#### WORK TO COMPLETE:
Repeat the lines of the data that follow, please, starting at the first and stopping after the one with "bytes, in which".

#### DATA RECORDS:
Segment Open

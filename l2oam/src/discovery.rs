// This Source Code Form is subject to the terms of the Mozilla Public
// License, v. 2.0. If a copy of the MPL was not distributed with this
// file, You can obtain one at https://mozilla.org/MPL/2.0/

//! Vendor discovery: the Solicit we broadcast at an OLT and the Hello it
//! answers with.  Both are a fixed sequence of {type, length, bytes}
//! fields; a declared length may exceed the meaningful bytes, in which
//! case the field is zero-padded on the wire.

use bytes::BufMut;
use bytes::BytesMut;

use crate::parse_error;
use crate::pbuf::ParseBuffer;
use crate::FrameResult;
use crate::OPCODE_DISCOVERY;
use crate::OUI;

pub const FIELD_VENDOR_ID: u8 = 0xfd;
pub const FIELD_CONTROLLER_PRIORITY: u8 = 0x05;
pub const FIELD_NETWORK_ID: u8 = 0x06;
pub const FIELD_DEVICE_TYPE: u8 = 0x07;
pub const FIELD_SUPPORTED_PROTOCOLS: u8 = 0x08;
pub const FIELD_PAD: u8 = 0xff;

pub const NETWORK_ID: &[u8] = b"tibitcom.com";

/// One typed discovery field.  `declared` is the on-wire length; encoding
/// zero-fills past the end of `value`.
#[derive(Clone, Debug, Eq, PartialEq)]
pub struct DiscoveryField {
    pub ftype: u8,
    pub declared: u16,
    pub value: Vec<u8>,
}

impl DiscoveryField {
    fn new(ftype: u8, declared: u16, value: &[u8]) -> DiscoveryField {
        DiscoveryField {
            ftype,
            declared,
            value: value.to_vec(),
        }
    }

    fn wire_len(&self) -> usize {
        3 + self.declared as usize
    }

    fn put(&self, v: &mut BytesMut) {
        v.put_u8(self.ftype);
        v.put_u16(self.declared);
        v.put_slice(&self.value);
        for _ in self.value.len()..self.declared as usize {
            v.put_u8(0);
        }
    }

    fn parse(pb: &mut ParseBuffer) -> FrameResult<DiscoveryField> {
        let ftype = pb.get_u8()?;
        let declared = pb.get_u16()?;
        let value = pb.get_bytes(declared as usize)?;
        Ok(DiscoveryField {
            ftype,
            declared,
            value,
        })
    }
}

/// Discovery Solicit, sent to enroll an OLT.
#[derive(Clone, Debug, Eq, PartialEq)]
pub struct DiscoverySolicit {
    pub vendor_id: DiscoveryField,
    pub controller_priority: DiscoveryField,
    pub network_id: DiscoveryField,
    pub device_type: DiscoveryField,
    pub supported_protocols: DiscoveryField,
    pub pad: DiscoveryField,
}

impl DiscoverySolicit {
    pub fn new() -> DiscoverySolicit {
        DiscoverySolicit {
            vendor_id: DiscoveryField::new(FIELD_VENDOR_ID, 3, &OUI),
            controller_priority: DiscoveryField::new(
                FIELD_CONTROLLER_PRIORITY,
                1,
                &[128],
            ),
            network_id: DiscoveryField::new(FIELD_NETWORK_ID, 16, NETWORK_ID),
            device_type: DiscoveryField::new(FIELD_DEVICE_TYPE, 1, &[1]),
            supported_protocols: DiscoveryField::new(
                FIELD_SUPPORTED_PROTOCOLS,
                1,
                &[0x03],
            ),
            pad: DiscoveryField::new(FIELD_PAD, 1, &[0]),
        }
    }

    fn fields(&self) -> [&DiscoveryField; 5] {
        [
            &self.vendor_id,
            &self.controller_priority,
            &self.network_id,
            &self.device_type,
            &self.supported_protocols,
        ]
    }

    /// The vendor length field: every field after it, minus the padding.
    fn vendor_length(&self) -> u16 {
        self.fields().iter().map(|f| f.wire_len() as u16).sum()
    }

    pub fn encode(&self) -> Vec<u8> {
        let mut v = BytesMut::new();
        v.put_u8(OPCODE_DISCOVERY);
        v.put_u8(0x01);
        v.put_u8(0xfe);
        v.put_u16(self.vendor_length());
        for f in self.fields() {
            f.put(&mut v);
        }
        self.pad.put(&mut v);
        v.to_vec()
    }

    pub fn parse(data: &[u8]) -> FrameResult<DiscoverySolicit> {
        let mut pb = ParseBuffer::new_from_slice(data);
        let opcode = pb.get_u8()?;
        if opcode != OPCODE_DISCOVERY {
            return Err(parse_error(&pb, "not a discovery PDU"));
        }
        let _dtype = pb.get_u8()?;
        let _vendor_type = pb.get_u8()?;
        let _length = pb.get_u16()?;
        Ok(DiscoverySolicit {
            vendor_id: DiscoveryField::parse(&mut pb)?,
            controller_priority: DiscoveryField::parse(&mut pb)?,
            network_id: DiscoveryField::parse(&mut pb)?,
            device_type: DiscoveryField::parse(&mut pb)?,
            supported_protocols: DiscoveryField::parse(&mut pb)?,
            pad: DiscoveryField::parse(&mut pb)?,
        })
    }
}

impl Default for DiscoverySolicit {
    fn default() -> Self {
        Self::new()
    }
}

/// Discovery Hello, the OLT's answer.  Same field scheme, no controller
/// priority, plus a tunnel field.
#[derive(Clone, Debug, Eq, PartialEq)]
pub struct DiscoveryHello {
    pub vendor_id: DiscoveryField,
    pub network_id: DiscoveryField,
    pub device_type: DiscoveryField,
    pub supported_protocols: DiscoveryField,
    pub tunnel: DiscoveryField,
    pub pad: DiscoveryField,
}

impl DiscoveryHello {
    pub fn parse(data: &[u8]) -> FrameResult<DiscoveryHello> {
        let mut pb = ParseBuffer::new_from_slice(data);
        let opcode = pb.get_u8()?;
        if opcode != OPCODE_DISCOVERY {
            return Err(parse_error(&pb, "not a discovery PDU"));
        }
        let _dtype = pb.get_u8()?;
        let _vendor_type = pb.get_u8()?;
        let _length = pb.get_u16()?;
        Ok(DiscoveryHello {
            vendor_id: DiscoveryField::parse(&mut pb)?,
            network_id: DiscoveryField::parse(&mut pb)?,
            device_type: DiscoveryField::parse(&mut pb)?,
            supported_protocols: DiscoveryField::parse(&mut pb)?,
            tunnel: DiscoveryField::parse(&mut pb)?,
            pad: DiscoveryField::parse(&mut pb)?,
        })
    }

    pub fn encode(&self) -> Vec<u8> {
        let fields = [
            &self.vendor_id,
            &self.network_id,
            &self.device_type,
            &self.supported_protocols,
            &self.tunnel,
        ];
        let length: u16 = fields.iter().map(|f| f.wire_len() as u16).sum();
        let mut v = BytesMut::new();
        v.put_u8(OPCODE_DISCOVERY);
        v.put_u8(0x01);
        v.put_u8(0xfe);
        v.put_u16(length);
        for f in fields {
            f.put(&mut v);
        }
        self.pad.put(&mut v);
        v.to_vec()
    }

    pub fn network_id(&self) -> String {
        let trimmed: Vec<u8> = self
            .network_id
            .value
            .iter()
            .take_while(|b| **b != 0)
            .copied()
            .collect();
        String::from_utf8_lossy(&trimmed).into_owned()
    }
}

Segment Closed

#### SOLUTION TO THIS PROBLEM:
filename l2oam/src/discovery.rs
// This Source Code Form is subject to the terms of the Mozilla Public
// License, v. 2.0. If a copy of the MPL was not distributed with this
// file, You can obtain one at https://mozilla.org/MPL/2.0/

//! Vendor discovery: the Solicit we broadcast at an OLT and the Hello it
//! answers with.  Both are a fixed sequence of {type, length, bytes}
//! fields; a declared length may exceed the meaningful bytes, in which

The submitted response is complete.